Myrmotherula is a genus of insectivorous passerine birds in the antbird family, Thamnophilidae. These are all small antbirds, measuring 9–11.5 cm.

==Taxonomy==
The genus Myrmotherula was erected by the English zoologist Philip Sclater in 1858. The type species is the pygmy antwren. Myrmotherula is a diminutive of the name Myrmothera that had been introduced in 1816 by the French ornithologist Louis Vieillot for the antpittas.
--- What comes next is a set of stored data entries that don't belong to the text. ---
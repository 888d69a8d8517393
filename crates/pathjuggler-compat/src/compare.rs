//! Tolerance-based comparison of segment directions.

use kurbo::Point;
use pathjuggler_geometry::{angle, compass, direction, Direction};

use crate::settings::Settings;

/// Whether either bucket is exactly east or west.
#[must_use]
pub fn is_horizontal(d1: Option<Direction>, d2: Option<Direction>) -> bool {
    d1.is_some_and(Direction::is_horizontal) || d2.is_some_and(Direction::is_horizontal)
}

/// Discrete comparison of two compass buckets: exact for horizontal pairs, two buckets of slack
/// otherwise, wrapping around north.
#[must_use]
pub fn is_similar_direction(d1: Direction, d2: Direction) -> bool {
    let tolerance = if is_horizontal(Some(d1), Some(d2)) { 0 } else { 2 };
    let (a, b) = (d1.index(), d2.index());
    (b - a).abs() <= tolerance
        || (b + 16 - a).abs() <= tolerance
        || (b - (a + 16)).abs() <= tolerance
}

/// Whether the segments `from1 -> to1` and `from2 -> to2` point the same way.
///
/// Without an explicit `tolerance` the horizontal tolerance applies when either segment runs
/// exactly east or west, the general tolerance otherwise. Two zero-length segments are similar;
/// a zero-length segment is never similar to a real one.
#[must_use]
pub fn is_similar_angle(
    from1: Point,
    to1: Point,
    from2: Point,
    to2: Point,
    tolerance: Option<f64>,
    settings: &Settings,
) -> bool {
    let d1 = direction(from1, to1);
    let d2 = direction(from2, to2);

    if tolerance.is_none() && settings.use_compass {
        return match (compass(from1, to1), compass(from2, to2)) {
            (Some(c1), Some(c2)) if is_horizontal(d1, d2) => c1 == c2,
            (Some(c1), Some(c2)) => is_similar_direction(c1, c2),
            (None, None) => true,
            _ => false,
        };
    }

    let tolerance = tolerance.unwrap_or(if is_horizontal(d1, d2) {
        settings.horizontal_tolerance
    } else {
        settings.tolerance
    });

    match (angle(from1, to1), angle(from2, to2)) {
        (Some(a1), Some(a2)) => {
            let diff = a2 - a1;
            diff.abs() <= tolerance
                || (diff + 360.0).abs() <= tolerance
                || (diff - 360.0).abs() <= tolerance
        }
        (None, None) => true,
        _ => false,
    }
}

/// Whether `current` turns consistently between `before` and `after` (both clockwise or both
/// counter-clockwise) by more than half a turn overall.
#[must_use]
pub fn is_corner(
    before: Option<Direction>,
    current: Option<Direction>,
    after: Option<Direction>,
) -> bool {
    let (Some(before), Some(current), Some(after)) = (before, current, after) else {
        return false;
    };
    let (b, c, a) = (before.index(), current.index(), after.index());
    let before_diff = (c - b).rem_euclid(16);
    let after_diff = (a - c).rem_euclid(16);

    let total = if before_diff <= 8 && after_diff <= 8 {
        (a - b).rem_euclid(16)
    } else if before_diff >= 8 && after_diff >= 8 {
        (b - a).rem_euclid(16)
    } else {
        return false;
    };
    total > 8 && total < 16
}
Myrmothera combines the Ancient Greek μυρμος/murmos meaning "ant" with -θηρας/-thēras meaning "hunter".

The genus currently contains the following species:

Streaked group:

| Image | Common name | Scientific name | Distribution |
|---|---|---|---|
|  | Moustached antwren | Myrmotherula ignota | western Amazonia and Tumbes-Chocó-Magdalena |
|  | Pygmy antwren | Myrmotherula brachyura | Amazonia |
|  | Guianan streaked antwren | Myrmotherula surinamensis | Giuana Shield |
|  | Amazonian streaked antwren | Myrmotherula multostriata | Amazonia |
|  | Pacific antwren | Myrmotherula pacifica | Tumbes-Chocó-Magdalena |
|  | Cherrie's antwren | Myrmotherula cherriei | northern Amazonia |
|  | Klages's antwren | Myrmotherula klagesi | Branco and lower Amazon River |
|  | Stripe-chested antwren | Myrmotherula longicauda | eastern foothills of northern Andes |
| - | Yellow-throated antwren | Myrmotherula ambigua | north of upper Rio Negro |
|  | Sclater's antwren | Myrmotherula sclateri | southern Amazonia |

Grey group:

| Image | Common name | Scientific name | Distribution |
|---|---|---|---|
|  | White-flanked antwren | Myrmotherula axilliaris | Central America and northern South America |
|  | Silvery-flanked antwren | Myrmotherula luctuosa | Atlantic Forest |
|  | Slaty antwren | Myrmotherula schisticolor | Central America and Northern Andes |
| - | Rio Suno antwren | Myrmotherula sunensis | sparse range across western Amazonia |
|  | Salvadori's antwren | Myrmotherula minor | mid Atlantic Forest |
|  | Long-winged antwren | Myrmotherula longipennis | Amazonia |
|  | Band-tailed antwren | Myrmotherula urosticta | Bahia coastal forests |
|  | Ihering's antwren | Myrmotherula iheringi | southern Amazonia |
| - | Rio de Janeiro antwren | Myrmotherula fluminensis | Serra dos Órgãos |
|  | Yungas antwren | Myrmotherula grisea | Yungas |
|  | Unicolored antwren | Myrmotherula unicolor | southern Atlantic Forest |
|  | Alagoas antwren | Myrmotherula snowi | Pernambuco coastal forests |
| - | Plain-winged antwren | Myrmotherula behni | tepuis and sparsely across northern Andes |
|  | Grey antwren | Myrmotherula menestriesii | Amazonia |
|  | Leaden antwren | Myrmotherula assimilis | riverine Amazonia |

Several species previously included in this genus as the "stipple-throated group" have now been transferred to a new genus, Epinecrophylla based on a 2006 study of nest architecture, foraging behaviour and vocal repertoire. A molecular genetic study published in 2012 found that the genus was not monophyletic. As a step in creating monophyletic genera, two species that were only distantly related to the other members of Myrmotherula, the rufous-bellied antwren and the plain-throated antwren, were moved to the newly erected genus Isleria. A further study published in 2014 confirmed that the species remaining in Myrmotherula formed a paraphyletic group with respect to the genera Terenura, Formicivora, Stymphalornis and Myrmochanes.